All lines below containing "early" are to be listed.
* * * * *
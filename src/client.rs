//! The client orchestrator.
//!
//! Owns the server session, the listener, the peer registry and the send
//! dispatcher, and routes server replies to whoever is waiting on them.
//! Peer sends are queued per token and delivered in order, retrying while a
//! handshake for that token is still in progress.

use std::collections::HashMap;
use std::net::{Ipv4Addr, SocketAddr, SocketAddrV4};
use std::sync::atomic::{AtomicUsize, Ordering};
use std::sync::{Arc, Weak};

use bytes::Bytes;
use tokio::sync::{Mutex, mpsc, oneshot};
use tokio::task::JoinHandle;
use tracing::{debug, info, warn};

use crate::Token;
use crate::config::ClientConfig;
use crate::constants::{ConnectionType, UserStatus};
use crate::event::ClientEvent;
use crate::handshake::{HandshakeRecord, HandshakeState};
use crate::listen::ListenSession;
use crate::peer::PeerMessage;
use crate::protocol::MessageWrite;
use crate::registry::PeerRegistry;
use crate::server::{ServerRequest, ServerResponse};
use crate::session::{PeerHandle, ServerSession};
use crate::{Error, Result};

/// What the server told us on a successful login.
#[derive(Debug, Clone, PartialEq, Eq)]
pub struct LoginInfo {
    pub greeting: String,
    pub own_ip: Ipv4Addr,
}

/// State shared by the client handle and its background tasks.
///
/// Long-lived tasks hold a `Weak` so dropping the last [`Client`] tears
/// everything down.
#[derive(Debug)]
pub(crate) struct Shared {
    pub(crate) config: ClientConfig,
    pub(crate) username: String,
    pub(crate) server: ServerSession,
    pub(crate) listen: ListenSession,
    pub(crate) registry: Arc<PeerRegistry>,
    pub(crate) events: mpsc::UnboundedSender<ClientEvent>,
    pub(crate) cant_connect: Mutex<HashMap<Token, oneshot::Sender<()>>>,
    address_waiters: Mutex<HashMap<String, Vec<oneshot::Sender<SocketAddrV4>>>>,
    login_waiter: Mutex<Option<oneshot::Sender<ServerResponse>>>,
    commands: mpsc::UnboundedSender<PeerCommand>,
    tasks: std::sync::Mutex<Vec<JoinHandle<()>>>,
}

#[derive(Debug)]
struct PeerCommand {
    token: Token,
    frame: Bytes,
    /// Handshake record for the token when the send was issued.
    seen: Option<HandshakeRecord>,
    reply: oneshot::Sender<Result<()>>,
}

/// FIFO delivery queue for one token.
struct PeerWorker {
    tx: mpsc::UnboundedSender<PeerCommand>,
    pending: Arc<AtomicUsize>,
}

impl PeerWorker {
    fn spawn(shared: Weak<Shared>, token: Token) -> Self {
        let (tx, mut rx) = mpsc::unbounded_channel::<PeerCommand>();
        let pending = Arc::new(AtomicUsize::new(0));
        let counter = pending.clone();

        tokio::spawn(async move {
            while let Some(PeerCommand { frame, seen, reply, .. }) = rx.recv().await {
                let result = match shared.upgrade() {
                    Some(shared) => shared.deliver(token, frame, seen).await,
                    None => Err(Error::ConnectionClosed),
                };
                counter.fetch_sub(1, Ordering::AcqRel);
                let _ = reply.send(result);
            }
        });

        PeerWorker { tx, pending }
    }

    fn is_idle(&self) -> bool {
        self.pending.load(Ordering::Acquire) == 0
    }
}

async fn run_dispatcher(shared: Weak<Shared>, mut commands: mpsc::UnboundedReceiver<PeerCommand>) {
    let mut workers: HashMap<Token, PeerWorker> = HashMap::new();

    while let Some(command) = commands.recv().await {
        workers.retain(|_, w| !w.is_idle());

        let token = command.token;
        let worker = workers
            .entry(token)
            .or_insert_with(|| PeerWorker::spawn(shared.clone(), token));
        worker.pending.fetch_add(1, Ordering::AcqRel);
        if let Err(mpsc::error::SendError(command)) = worker.tx.send(command) {
            worker.pending.fetch_sub(1, Ordering::AcqRel);
            let _ = command.reply.send(Err(Error::ConnectionClosed));
        }
    }
    debug!("dispatcher stopped");
}

async fn route_server_messages(
    shared: Weak<Shared>,
    mut inbound: mpsc::UnboundedReceiver<ServerResponse>,
) {
    while let Some(msg) = inbound.recv().await {
        let Some(shared) = shared.upgrade() else {
            break;
        };
        shared.on_server_message(&msg).await;
        let _ = shared.events.send(ClientEvent::Server(msg));
    }

    if let Some(shared) = shared.upgrade() {
        shared.login_waiter.lock().await.take();
        shared.address_waiters.lock().await.clear();
        let _ = shared.events.send(ClientEvent::ServerDisconnected);
    }
}

impl Shared {
    async fn on_server_message(self: &Arc<Self>, msg: &ServerResponse) {
        match msg {
            ServerResponse::LoginSuccess { .. } | ServerResponse::LoginFailure { .. } => {
                if let Some(waiter) = self.login_waiter.lock().await.take() {
                    let _ = waiter.send(msg.clone());
                }
            }
            ServerResponse::PeerAddress { username, ip, port } => {
                let waiters = self.address_waiters.lock().await.remove(username);
                let addr = SocketAddrV4::new(*ip, u16::try_from(*port).unwrap_or(0));
                for waiter in waiters.into_iter().flatten() {
                    let _ = waiter.send(addr);
                }
            }
            ServerResponse::ConnectToPeer {
                username,
                connection_type: ConnectionType::Peer,
                ip,
                port,
                token,
                ..
            } => {
                let addr = SocketAddrV4::new(*ip, u16::try_from(*port).unwrap_or(0));
                let shared = self.clone();
                let username = username.clone();
                let token = *token;
                tokio::spawn(async move {
                    shared.answer_connect_request(username, addr, token).await;
                });
            }
            ServerResponse::ConnectToPeer {
                username,
                connection_type,
                token,
                ..
            } => {
                debug!(
                    token,
                    username = %username,
                    connection_type = connection_type.as_str(),
                    "ignoring connect request for unsupported connection type"
                );
            }
            ServerResponse::CantConnectToPeer { token, .. } => {
                if let Some(abort) = self.cant_connect.lock().await.remove(token) {
                    let _ = abort.send(());
                }
            }
            ServerResponse::Unknown { code, .. } => {
                debug!(code, "unhandled server message");
            }
        }
    }

    pub(crate) async fn request_peer_address(&self, username: &str) -> Result<SocketAddrV4> {
        if !self.server.is_open() {
            return Err(Error::ConnectionClosed);
        }
        let (tx, rx) = oneshot::channel();
        self.address_waiters
            .lock()
            .await
            .entry(username.to_string())
            .or_default()
            .push(tx);
        self.server.send(&ServerRequest::GetPeerAddress {
            username: username.to_string(),
        })?;

        let timeout = self.config.address_timeout();
        match tokio::time::timeout(timeout, rx).await {
            Ok(Ok(addr)) => Ok(addr),
            Ok(Err(_)) => Err(Error::ConnectionClosed),
            Err(_) => {
                let mut waiters = self.address_waiters.lock().await;
                if let Some(pending) = waiters.get_mut(username) {
                    pending.retain(|w| !w.is_closed());
                    if pending.is_empty() {
                        waiters.remove(username);
                    }
                }
                Err(Error::Timeout(timeout))
            }
        }
    }

    pub(crate) async fn handshake_state(&self, token: Token) -> Option<HandshakeState> {
        self.registry.handshake(token).await.map(|r| r.state)
    }

    /// Hand `frame` to the session bound to `token`, retrying while the token
    /// is unbound.
    ///
    /// Retrying stops early only when a handshake fails after the send was
    /// queued; a failure left over from an earlier negotiation is ignored.
    async fn deliver(&self, token: Token, frame: Bytes, seen: Option<HandshakeRecord>) -> Result<()> {
        let max_attempts = self.config.send_max_attempts.max(1);
        let delay = self.config.send_retry_delay();
        let mut attempts = 0;

        while attempts < max_attempts {
            attempts += 1;
            if let Some(handle) = self.registry.lookup(token).await {
                match handle.send_frame(frame.clone()) {
                    Ok(()) => {
                        debug!(token, attempts, "peer message queued");
                        return Ok(());
                    }
                    Err(e) => debug!(token, attempts, error = %e, "send attempt failed"),
                }
            }
            let now = self.registry.handshake(token).await;
            if now.is_some_and(|now| now.failed_since(seen)) {
                break;
            }
            if attempts < max_attempts {
                self.registry.wait_for(token, delay).await;
            }
        }

        warn!(token, attempts, "dropping peer message");
        Err(Error::PeerUnreachable { token, attempts })
    }
}

impl Drop for Shared {
    fn drop(&mut self) {
        self.server.close();
        self.listen.close();
        if let Ok(tasks) = self.tasks.get_mut() {
            for task in tasks.drain(..) {
                task.abort();
            }
        }
    }
}

/// A logged-in (or logging-in) client. Cheap to clone.
#[derive(Debug, Clone)]
pub struct Client {
    shared: Arc<Shared>,
}

impl Client {
    /// Bind the listener, connect to the server and start the background
    /// tasks. Nothing is sent until [`login`](Self::login).
    pub async fn start(
        config: ClientConfig,
        username: impl Into<String>,
    ) -> Result<(Self, mpsc::UnboundedReceiver<ClientEvent>)> {
        let username = username.into();
        let (events_tx, events_rx) = mpsc::unbounded_channel();
        let registry = Arc::new(PeerRegistry::new());

        let listen = ListenSession::bind(
            &config.listen_host,
            config.listen_port,
            registry.clone(),
            events_tx.clone(),
        )
        .await?;

        let (server_tx, server_rx) = mpsc::unbounded_channel();
        let server = match ServerSession::connect(&config.server_host, config.server_port, server_tx).await {
            Ok(server) => server,
            Err(e) => {
                listen.close();
                return Err(e);
            }
        };

        let (commands_tx, commands_rx) = mpsc::unbounded_channel();
        let shared = Arc::new(Shared {
            config,
            username,
            server,
            listen,
            registry,
            events: events_tx,
            cant_connect: Mutex::new(HashMap::new()),
            address_waiters: Mutex::new(HashMap::new()),
            login_waiter: Mutex::new(None),
            commands: commands_tx,
            tasks: std::sync::Mutex::new(Vec::new()),
        });

        let weak = Arc::downgrade(&shared);
        let dispatcher = tokio::spawn(run_dispatcher(weak.clone(), commands_rx));
        let router = tokio::spawn(route_server_messages(weak, server_rx));
        if let Ok(mut tasks) = shared.tasks.lock() {
            tasks.push(dispatcher);
            tasks.push(router);
        }

        Ok((Client { shared }, events_rx))
    }

    pub fn username(&self) -> &str {
        &self.shared.username
    }

    /// Address the peer listener is bound to.
    pub fn listen_addr(&self) -> SocketAddr {
        self.shared.listen.local_addr()
    }

    pub fn registry(&self) -> &Arc<PeerRegistry> {
        &self.shared.registry
    }

    /// Log in, then announce our listen port, status and share counts.
    pub async fn login(
        &self,
        password: &str,
        status: UserStatus,
        shared_folders: i32,
        shared_files: i32,
    ) -> Result<LoginInfo> {
        let (tx, rx) = oneshot::channel();
        *self.shared.login_waiter.lock().await = Some(tx);
        self.send_to_server(&ServerRequest::login(&self.shared.username, password))?;

        let timeout = self.shared.config.login_timeout();
        let response = tokio::time::timeout(timeout, rx)
            .await
            .map_err(|_| Error::Timeout(timeout))?
            .map_err(|_| Error::ConnectionClosed)?;

        match response {
            ServerResponse::LoginSuccess {
                greeting, own_ip, ..
            } => {
                info!(username = %self.shared.username, %own_ip, "logged in");
                let port = i32::from(self.listen_addr().port());
                self.send_to_server(&ServerRequest::SetListenPort { port })?;
                self.send_to_server(&ServerRequest::SetStatus { status })?;
                self.send_to_server(&ServerRequest::SharedFoldersFiles {
                    dirs: shared_folders,
                    files: shared_files,
                })?;
                Ok(LoginInfo { greeting, own_ip })
            }
            ServerResponse::LoginFailure { reason } => {
                warn!(username = %self.shared.username, %reason, "login rejected");
                Err(Error::LoginRejected(reason))
            }
            other => Err(Error::Protocol(format!("unexpected login reply: {other:?}"))),
        }
    }

    /// Queue a message on the server connection. Messages reach the server
    /// in call order.
    pub fn send_to_server(&self, msg: &ServerRequest) -> Result<()> {
        self.shared.server.send(msg)
    }

    /// Deliver `message` to the peer bound to `token`.
    ///
    /// If no session is bound yet the message waits, retrying up to the
    /// configured attempt count; a handshake for the token that fails after
    /// this call ends the wait early. Messages to one token are delivered in
    /// call order.
    pub async fn send_to_peer(&self, token: Token, message: PeerMessage) -> Result<()> {
        let frame = message.to_frame()?;
        let seen = self.shared.registry.handshake(token).await;
        let (reply, rx) = oneshot::channel();
        self.shared
            .commands
            .send(PeerCommand {
                token,
                frame,
                seen,
                reply,
            })
            .map_err(|_| Error::ConnectionClosed)?;
        rx.await.map_err(|_| Error::ConnectionClosed)?
    }

    /// Open a P connection to `username` under `token`.
    ///
    /// `addr` skips the address lookup when the caller already knows it.
    pub async fn connect_to_peer(
        &self,
        username: &str,
        token: Token,
        addr: Option<SocketAddrV4>,
    ) -> Result<PeerHandle> {
        self.shared.negotiate(username, token, addr).await
    }

    /// Ask the server where `username` listens.
    pub async fn request_peer_address(&self, username: &str) -> Result<SocketAddrV4> {
        self.shared.request_peer_address(username).await
    }

    pub async fn handshake_state(&self, token: Token) -> Option<HandshakeState> {
        self.shared.handshake_state(token).await
    }

    /// Close every connection and stop the background tasks.
    pub async fn shutdown(&self) {
        info!("shutting down");
        self.shared.registry.close_all().await;
        self.shared.server.close();
        self.shared.listen.close();
        if let Ok(mut tasks) = self.shared.tasks.lock() {
            for task in tasks.drain(..) {
                task.abort();
            }
        }
    }
}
* * * * *
- _COMPLETED TASK_
    /// Retrying stops early only when a handshake fails after the send was
    /// this call ends the wait early. Messages to one token are delivered in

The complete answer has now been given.